Entre la anestesia y los calmantes Ronie durmió el resto de la mañana. Yo dormité en un sillón junto a él. Pasado el mediodía bajé a almorzar algo. No llamé a nadie para avisar lo que había pasado. Ni a un cliente. Ni a un amigo. Sonó mi celular varias veces pero verifiqué que no era Juani y no atendí. En un momento pensé en llamar a la guardia del club para avisar dónde estábamos, pero enseguida me di cuenta del sinsentido. Tal vez más que un sinsentido fue un presentimiento. Porque cuando estaba terminando mi almuerzo entró al bar del sanatorio Dorita Llambías, que acababa de visitar a una amiga. Se acercó a mi mesa meneando la cabeza. "¡Qué barbaridad lo que pasó, Virginal ¡Qué me contás!" Agarró mi mano por encima de la mesa y la apretó fuerte. Me di cuenta de que no estaba hablando del accidente de Ronie. "¿De qué me estás hablando, Dorita?" "¿Cómo, vos no sabes nada?", dijo y noté en su voz cierta excitación por ser la portadora de la noticia.
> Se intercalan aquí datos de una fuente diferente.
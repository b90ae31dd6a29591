//! Middleware hooks around each action invocation
//!
//! Middleware sees every invocation twice: once when the runner accepts it and
//! once when its outcome is known. Cancellation telemetry, logging and the
//! in-memory [`ActionLog`](crate::action_log::ActionLog) are all middleware.

use std::fmt;
use std::sync::Arc;

use crate::action::Capabilities;

/// Identity of one invocation as seen by middleware.
#[derive(Debug, Clone, PartialEq, Eq)]
pub struct ActionRecord {
    /// Invocation id, unique per runner.
    pub id: u64,
    /// Action name (from `ActionMeta::name()`).
    pub name: &'static str,
    /// Known capabilities. The shape flag is present once the body was built.
    pub capabilities: Capabilities,
}

/// How an invocation ended.
#[derive(Debug, Clone, PartialEq, Eq)]
pub enum Outcome {
    /// The body succeeded (and the store was committed if eligible).
    Succeeded,
    /// The user withdrew. Never alerted.
    Canceled,
    /// The body or the commit failed; carries the error description.
    Failed(String),
    /// `can_perform` was false; nothing ran.
    Skipped,
    /// Dropped because the same action was already in flight.
    Deduplicated,
}

impl Outcome {
    /// Short label for logs.
    pub fn label(&self) -> &'static str {
        match self {
            Outcome::Succeeded => "succeeded",
            Outcome::Canceled => "canceled",
            Outcome::Failed(_) => "failed",
            Outcome::Skipped => "skipped",
            Outcome::Deduplicated => "deduplicated",
        }
    }
}

impl fmt::Display for Outcome {
    fn fmt(&self, f: &mut fmt::Formatter<'_>) -> fmt::Result {
        match self {
            Outcome::Failed(reason) => write!(f, "failed: {}", reason),
            other => write!(f, "{}", other.label()),
        }
    }
}

/// Middleware trait for observing invocations
///
/// Implement this trait to add logging, telemetry, or other cross-cutting
/// concerns to a runner. Hooks run on the UI thread.
pub trait Middleware: Send + Sync + 'static {
    /// Called when the runner accepts an invocation, before any confirmation
    fn before(&self, record: &ActionRecord);

    /// Called once the invocation's outcome is known
    fn after(&self, record: &ActionRecord, outcome: &Outcome);
}

impl<M: Middleware + ?Sized> Middleware for Arc<M> {
    fn before(&self, record: &ActionRecord) {
        (**self).before(record)
    }

    fn after(&self, record: &ActionRecord, outcome: &Outcome) {
        (**self).after(record, outcome)
    }
}

/// A no-op middleware that does nothing
#[derive(Debug, Clone, Copy, Default)]
pub struct NoopMiddleware;

impl Middleware for NoopMiddleware {
    fn before(&self, _record: &ActionRecord) {}
    fn after(&self, _record: &ActionRecord, _outcome: &Outcome) {}
}

/// Middleware that logs invocations through `tracing`
#[derive(Debug, Clone, Default)]
pub struct LoggingMiddleware {
    /// Whether to log when an invocation starts
    pub log_before: bool,
    /// Whether to log outcomes
    pub log_after: bool,
}

impl LoggingMiddleware {
    /// Create a new logging middleware with default settings (log outcomes only)
    pub fn new() -> Self {
        Self {
            log_before: false,
            log_after: true,
        }
    }

    /// Create a logging middleware that logs both start and outcome
    pub fn verbose() -> Self {
        Self {
            log_before: true,
            log_after: true,
        }
    }
}

impl Middleware for LoggingMiddleware {
    fn before(&self, record: &ActionRecord) {
        if self.log_before {
            tracing::debug!(
                action = %record.name,
                id = record.id,
                capabilities = %record.capabilities,
                "Performing action"
            );
        }
    }

    fn after(&self, record: &ActionRecord, outcome: &Outcome) {
        if !self.log_after {
            return;
        }
        match outcome {
            Outcome::Failed(reason) => tracing::warn!(
                action = %record.name,
                id = record.id,
                reason = %reason,
                "Action failed"
            ),
            other => tracing::debug!(
                action = %record.name,
                id = record.id,
                outcome = other.label(),
                "Action finished"
            ),
        }
    }
}

/// Compose multiple middleware into a single middleware
#[derive(Default)]
pub struct ComposedMiddleware {
    middlewares: Vec<Box<dyn Middleware>>,
}

impl fmt::Debug for ComposedMiddleware {
    fn fmt(&self, f: &mut fmt::Formatter<'_>) -> fmt::Result {
        f.debug_struct("ComposedMiddleware")
            .field("middlewares_count", &self.middlewares.len())
            .finish()
    }
}

impl ComposedMiddleware {
    /// Create a new composed middleware
    pub fn new() -> Self {
        Self {
            middlewares: Vec::new(),
        }
    }

    /// Add a middleware to the composition
    pub fn add<M: Middleware>(&mut self, middleware: M) {
        self.middlewares.push(Box::new(middleware));
    }

    /// Number of composed middleware
    pub fn len(&self) -> usize {
        self.middlewares.len()
    }

    /// Whether nothing is composed
    pub fn is_empty(&self) -> bool {
        self.middlewares.is_empty()
    }
}

impl Middleware for ComposedMiddleware {
    fn before(&self, record: &ActionRecord) {
        for middleware in &self.middlewares {
            middleware.before(record);
        }
    }

    fn after(&self, record: &ActionRecord, outcome: &Outcome) {
        // Call in reverse order for proper nesting
        for middleware in self.middlewares.iter().rev() {
            middleware.after(record, outcome);
        }
    }
}

#[cfg(test)]
mod tests {
    use super::*;
    use std::sync::Mutex;

    fn record() -> ActionRecord {
        ActionRecord {
            id: 7,
            name: "MarkInStock",
            capabilities: Capabilities::SYNC | Capabilities::COMMITS,
        }
    }

    struct Tagging {
        tag: &'static str,
        calls: Arc<Mutex<Vec<String>>>,
    }

    impl Middleware for Tagging {
        fn before(&self, record: &ActionRecord) {
            self.calls
                .lock()
                .unwrap()
                .push(format!("{}:before:{}", self.tag, record.name));
        }

        fn after(&self, _record: &ActionRecord, outcome: &Outcome) {
            self.calls
                .lock()
                .unwrap()
                .push(format!("{}:after:{}", self.tag, outcome.label()));
        }
    }

    #[test]
    fn test_composed_order() {
        let calls = Arc::new(Mutex::new(Vec::new()));
        let mut composed = ComposedMiddleware::new();
        composed.add(Tagging {
            tag: "a",
            calls: calls.clone(),
        });
        composed.add(Tagging {
            tag: "b",
            calls: calls.clone(),
        });
        assert_eq!(composed.len(), 2);

        composed.before(&record());
        composed.after(&record(), &Outcome::Canceled);

        assert_eq!(
            *calls.lock().unwrap(),
            vec![
                "a:before:MarkInStock",
                "b:before:MarkInStock",
                "b:after:canceled",
                "a:after:canceled",
            ]
        );
    }

    #[test]
    fn test_arc_middleware_delegates() {
        let calls = Arc::new(Mutex::new(Vec::new()));
        let shared = Arc::new(Tagging {
            tag: "shared",
            calls: calls.clone(),
        });

        let mut composed = ComposedMiddleware::new();
        composed.add(shared.clone());
        composed.after(&record(), &Outcome::Succeeded);

        assert_eq!(*calls.lock().unwrap(), vec!["shared:after:succeeded"]);
    }

    #[test]
    fn test_outcome_display() {
        assert_eq!(Outcome::Succeeded.to_string(), "succeeded");
        assert_eq!(
            Outcome::Failed("disk full".into()).to_string(),
            "failed: disk full"
        );
    }
}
Se acercó para hablar. "Anoche hubo un accidente en casa de los Scaglia, un problema eléctrico. El Tano, Gustavo Masotta y Martín Urovich aparecieron ahogados en la pileta. Ahogados no, en realidad electrocutados. Parece que se electrocutaron con un alargue." No terminé de decodificar sus palabras, parecía como si todo lo que nos rodeara se estuviera moviendo alrededor de nosotros. Me agarré de la silla para no caerme. "¡Vos podes creer, gente grande, mojados, andar agarrando cables!" "¿Se electrocutaron los tres?" "Sí, parece que el cable cayó en la pileta y murieron al instante." Como una película en cámara rápida, pasaron por delante de mí las escenas de la noche anterior. La heladera abierta frente a mí, Ronie entrando a casa después de abandonar la cena de todos los jueves en lo del Tano, la escalera, la terraza, la reposera junto a la baranda, mi reposera junto a la de él, el silencio, las luces en la pileta de los Scaglia, los hielos que se caen al piso y se deslizan, el jazz que suena entre el llanto de los álamos, más de su silencio, mi fastidio, su enojo, la caída en la escalera, su llanto. "Pobre Teresa, y los chicos, ¡quién se vuelve a meter en esa pileta ahora!", dijo Dorita. Pensé en Ronie huyendo de esa casa esa noche como si intuyera la tragedia. Ronie, otro intruso sobreviviente. Ronie como sus clavos. "Cuando Dios no está presente, no está, no hay nada que hacerle, mira qué forma estúpida de venir a morirse, ¿no?" "Muy estúpida", le contesté, y me fui a buscar a mi marido.